(Excerpts from a dataset)
§

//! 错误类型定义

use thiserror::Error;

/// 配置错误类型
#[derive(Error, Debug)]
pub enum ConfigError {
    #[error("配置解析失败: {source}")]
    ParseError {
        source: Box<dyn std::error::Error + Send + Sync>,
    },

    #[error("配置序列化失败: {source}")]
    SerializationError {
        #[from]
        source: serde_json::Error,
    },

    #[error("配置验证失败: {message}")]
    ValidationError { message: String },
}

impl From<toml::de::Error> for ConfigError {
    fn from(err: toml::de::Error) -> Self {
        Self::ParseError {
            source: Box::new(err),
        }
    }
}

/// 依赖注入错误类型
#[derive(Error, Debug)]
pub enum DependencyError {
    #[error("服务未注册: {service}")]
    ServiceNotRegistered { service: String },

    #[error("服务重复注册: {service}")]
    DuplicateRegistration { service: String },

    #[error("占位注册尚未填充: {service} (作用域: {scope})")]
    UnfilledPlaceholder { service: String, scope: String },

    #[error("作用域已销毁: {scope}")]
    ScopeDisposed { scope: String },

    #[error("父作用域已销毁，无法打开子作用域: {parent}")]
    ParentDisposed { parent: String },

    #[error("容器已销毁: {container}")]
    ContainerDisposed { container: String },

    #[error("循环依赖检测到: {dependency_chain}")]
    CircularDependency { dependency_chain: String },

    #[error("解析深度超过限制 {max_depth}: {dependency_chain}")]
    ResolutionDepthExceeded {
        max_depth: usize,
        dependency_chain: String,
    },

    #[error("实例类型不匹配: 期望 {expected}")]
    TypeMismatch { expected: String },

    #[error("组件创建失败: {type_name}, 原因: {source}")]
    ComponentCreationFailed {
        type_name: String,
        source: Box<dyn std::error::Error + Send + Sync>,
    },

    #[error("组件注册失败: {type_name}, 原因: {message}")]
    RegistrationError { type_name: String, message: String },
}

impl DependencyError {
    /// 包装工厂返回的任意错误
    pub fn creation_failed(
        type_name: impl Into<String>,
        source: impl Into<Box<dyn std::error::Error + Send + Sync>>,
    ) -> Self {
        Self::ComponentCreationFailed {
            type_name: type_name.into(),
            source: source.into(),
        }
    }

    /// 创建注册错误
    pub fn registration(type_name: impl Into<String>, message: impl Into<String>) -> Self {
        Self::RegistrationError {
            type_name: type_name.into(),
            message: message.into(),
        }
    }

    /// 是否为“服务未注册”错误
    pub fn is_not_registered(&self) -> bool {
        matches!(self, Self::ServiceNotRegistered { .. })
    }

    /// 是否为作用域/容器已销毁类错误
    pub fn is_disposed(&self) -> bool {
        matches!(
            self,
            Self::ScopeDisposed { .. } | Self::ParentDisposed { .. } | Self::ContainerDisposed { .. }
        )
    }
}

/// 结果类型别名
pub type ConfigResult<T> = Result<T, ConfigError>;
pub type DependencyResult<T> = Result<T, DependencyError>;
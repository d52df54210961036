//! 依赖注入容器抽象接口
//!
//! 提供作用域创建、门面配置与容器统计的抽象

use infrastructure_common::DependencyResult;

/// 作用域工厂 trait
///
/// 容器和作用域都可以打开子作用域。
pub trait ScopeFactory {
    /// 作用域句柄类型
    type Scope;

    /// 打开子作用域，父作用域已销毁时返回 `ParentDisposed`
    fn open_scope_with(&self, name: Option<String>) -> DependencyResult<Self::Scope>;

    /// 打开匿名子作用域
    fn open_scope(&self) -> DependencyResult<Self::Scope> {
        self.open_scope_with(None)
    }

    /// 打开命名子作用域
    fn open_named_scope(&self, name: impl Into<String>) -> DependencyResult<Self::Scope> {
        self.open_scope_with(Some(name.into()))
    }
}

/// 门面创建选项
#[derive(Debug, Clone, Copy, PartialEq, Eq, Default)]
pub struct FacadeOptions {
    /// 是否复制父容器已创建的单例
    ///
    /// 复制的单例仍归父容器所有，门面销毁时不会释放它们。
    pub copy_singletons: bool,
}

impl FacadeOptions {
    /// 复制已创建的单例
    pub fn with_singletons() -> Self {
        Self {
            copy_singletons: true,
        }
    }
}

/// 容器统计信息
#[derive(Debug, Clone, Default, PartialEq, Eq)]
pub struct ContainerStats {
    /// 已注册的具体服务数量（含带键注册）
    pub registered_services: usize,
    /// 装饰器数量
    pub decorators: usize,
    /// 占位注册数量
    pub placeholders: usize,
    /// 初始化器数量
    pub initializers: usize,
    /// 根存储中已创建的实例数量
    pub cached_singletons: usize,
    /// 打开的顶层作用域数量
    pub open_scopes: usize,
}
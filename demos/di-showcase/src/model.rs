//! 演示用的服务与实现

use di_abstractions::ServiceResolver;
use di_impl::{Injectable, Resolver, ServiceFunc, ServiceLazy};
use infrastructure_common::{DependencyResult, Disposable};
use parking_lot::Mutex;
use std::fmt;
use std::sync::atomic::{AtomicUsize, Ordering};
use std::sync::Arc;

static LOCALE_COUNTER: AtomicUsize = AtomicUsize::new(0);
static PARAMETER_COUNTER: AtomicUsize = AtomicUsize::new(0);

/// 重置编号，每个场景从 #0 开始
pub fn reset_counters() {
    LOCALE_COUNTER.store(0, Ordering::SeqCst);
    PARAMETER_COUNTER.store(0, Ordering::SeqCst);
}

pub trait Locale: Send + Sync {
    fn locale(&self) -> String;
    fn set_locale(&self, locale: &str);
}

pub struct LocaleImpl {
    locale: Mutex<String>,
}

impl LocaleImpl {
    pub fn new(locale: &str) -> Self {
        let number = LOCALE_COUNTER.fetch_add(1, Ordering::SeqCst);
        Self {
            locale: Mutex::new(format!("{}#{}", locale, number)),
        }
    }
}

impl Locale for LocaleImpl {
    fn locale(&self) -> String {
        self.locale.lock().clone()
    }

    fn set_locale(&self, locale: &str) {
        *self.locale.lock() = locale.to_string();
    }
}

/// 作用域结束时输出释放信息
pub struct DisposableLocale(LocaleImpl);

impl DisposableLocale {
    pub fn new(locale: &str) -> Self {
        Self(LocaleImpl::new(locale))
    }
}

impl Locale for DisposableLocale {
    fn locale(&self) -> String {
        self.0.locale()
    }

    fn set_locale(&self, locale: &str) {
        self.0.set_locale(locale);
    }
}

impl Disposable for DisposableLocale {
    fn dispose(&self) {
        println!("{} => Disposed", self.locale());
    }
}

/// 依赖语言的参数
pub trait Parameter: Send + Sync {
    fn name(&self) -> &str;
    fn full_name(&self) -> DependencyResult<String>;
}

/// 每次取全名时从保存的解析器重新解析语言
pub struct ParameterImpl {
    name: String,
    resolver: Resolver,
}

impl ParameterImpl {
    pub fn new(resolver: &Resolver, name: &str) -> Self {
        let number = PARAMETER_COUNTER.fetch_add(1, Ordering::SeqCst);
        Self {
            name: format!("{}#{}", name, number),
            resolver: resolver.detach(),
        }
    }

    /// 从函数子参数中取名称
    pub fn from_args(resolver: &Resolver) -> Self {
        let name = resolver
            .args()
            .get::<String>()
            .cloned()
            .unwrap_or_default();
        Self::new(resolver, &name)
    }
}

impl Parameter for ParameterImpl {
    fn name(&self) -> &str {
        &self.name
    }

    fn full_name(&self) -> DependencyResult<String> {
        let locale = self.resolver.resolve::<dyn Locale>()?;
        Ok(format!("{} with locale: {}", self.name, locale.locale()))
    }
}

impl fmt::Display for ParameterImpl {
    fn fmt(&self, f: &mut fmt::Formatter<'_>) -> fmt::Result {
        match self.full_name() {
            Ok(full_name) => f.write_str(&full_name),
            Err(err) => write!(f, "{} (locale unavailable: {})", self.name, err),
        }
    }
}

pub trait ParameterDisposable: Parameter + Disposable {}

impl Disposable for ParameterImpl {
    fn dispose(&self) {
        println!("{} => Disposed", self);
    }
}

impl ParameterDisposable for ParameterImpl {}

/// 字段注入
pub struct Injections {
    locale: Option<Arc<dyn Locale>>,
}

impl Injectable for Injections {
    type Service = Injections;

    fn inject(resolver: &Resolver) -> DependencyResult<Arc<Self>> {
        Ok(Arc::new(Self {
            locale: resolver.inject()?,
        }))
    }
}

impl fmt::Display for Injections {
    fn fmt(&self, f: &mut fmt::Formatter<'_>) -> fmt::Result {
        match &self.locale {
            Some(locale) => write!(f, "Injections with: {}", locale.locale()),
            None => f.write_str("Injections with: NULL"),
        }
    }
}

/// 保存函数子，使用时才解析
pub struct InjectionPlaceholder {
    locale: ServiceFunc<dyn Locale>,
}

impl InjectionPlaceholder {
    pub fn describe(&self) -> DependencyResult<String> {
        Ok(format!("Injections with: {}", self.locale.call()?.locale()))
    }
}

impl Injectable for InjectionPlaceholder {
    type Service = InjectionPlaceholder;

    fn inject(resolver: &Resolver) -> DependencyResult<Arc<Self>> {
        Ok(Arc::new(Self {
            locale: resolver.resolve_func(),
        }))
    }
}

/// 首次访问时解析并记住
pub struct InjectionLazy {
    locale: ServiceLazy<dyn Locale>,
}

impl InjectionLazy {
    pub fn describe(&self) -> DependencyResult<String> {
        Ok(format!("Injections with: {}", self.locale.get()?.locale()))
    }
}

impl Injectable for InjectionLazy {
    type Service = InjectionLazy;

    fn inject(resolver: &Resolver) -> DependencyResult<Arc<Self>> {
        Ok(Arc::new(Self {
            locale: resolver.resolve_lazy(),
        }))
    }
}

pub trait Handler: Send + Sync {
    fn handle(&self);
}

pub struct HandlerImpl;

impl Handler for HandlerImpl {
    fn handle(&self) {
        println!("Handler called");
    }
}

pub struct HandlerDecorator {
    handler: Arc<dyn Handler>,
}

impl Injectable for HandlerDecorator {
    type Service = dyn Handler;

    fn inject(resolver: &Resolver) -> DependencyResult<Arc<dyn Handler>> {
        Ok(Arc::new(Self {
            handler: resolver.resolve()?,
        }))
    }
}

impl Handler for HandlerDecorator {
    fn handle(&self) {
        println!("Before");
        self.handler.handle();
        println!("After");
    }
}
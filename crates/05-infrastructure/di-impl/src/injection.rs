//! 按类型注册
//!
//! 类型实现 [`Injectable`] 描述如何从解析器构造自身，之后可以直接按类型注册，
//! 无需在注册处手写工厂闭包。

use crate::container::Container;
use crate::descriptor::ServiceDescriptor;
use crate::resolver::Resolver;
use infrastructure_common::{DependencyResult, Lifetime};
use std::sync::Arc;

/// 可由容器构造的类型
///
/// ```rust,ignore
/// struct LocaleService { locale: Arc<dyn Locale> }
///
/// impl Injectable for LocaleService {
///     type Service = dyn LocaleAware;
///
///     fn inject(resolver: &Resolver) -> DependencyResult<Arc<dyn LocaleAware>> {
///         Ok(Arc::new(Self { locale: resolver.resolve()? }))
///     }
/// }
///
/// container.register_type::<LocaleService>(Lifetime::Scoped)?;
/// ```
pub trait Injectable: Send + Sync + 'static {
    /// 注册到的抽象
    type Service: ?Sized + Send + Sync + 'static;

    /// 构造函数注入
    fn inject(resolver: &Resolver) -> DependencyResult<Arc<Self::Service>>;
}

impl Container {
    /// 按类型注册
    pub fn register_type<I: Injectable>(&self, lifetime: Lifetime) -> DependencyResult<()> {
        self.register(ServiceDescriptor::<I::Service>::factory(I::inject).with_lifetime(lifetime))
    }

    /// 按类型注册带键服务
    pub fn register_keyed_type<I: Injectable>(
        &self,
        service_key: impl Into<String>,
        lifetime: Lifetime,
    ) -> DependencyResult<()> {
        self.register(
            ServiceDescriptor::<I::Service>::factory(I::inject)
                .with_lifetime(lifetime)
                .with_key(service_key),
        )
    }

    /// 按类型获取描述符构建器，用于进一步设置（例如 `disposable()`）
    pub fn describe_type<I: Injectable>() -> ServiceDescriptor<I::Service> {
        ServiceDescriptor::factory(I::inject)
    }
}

§

### What is needed:
Which lines of the records contain the word "ServiceNotRegistered"? Copy each of them.

### Response to this exercise:
    ServiceNotRegistered { service: String },
        matches!(self, Self::ServiceNotRegistered { .. })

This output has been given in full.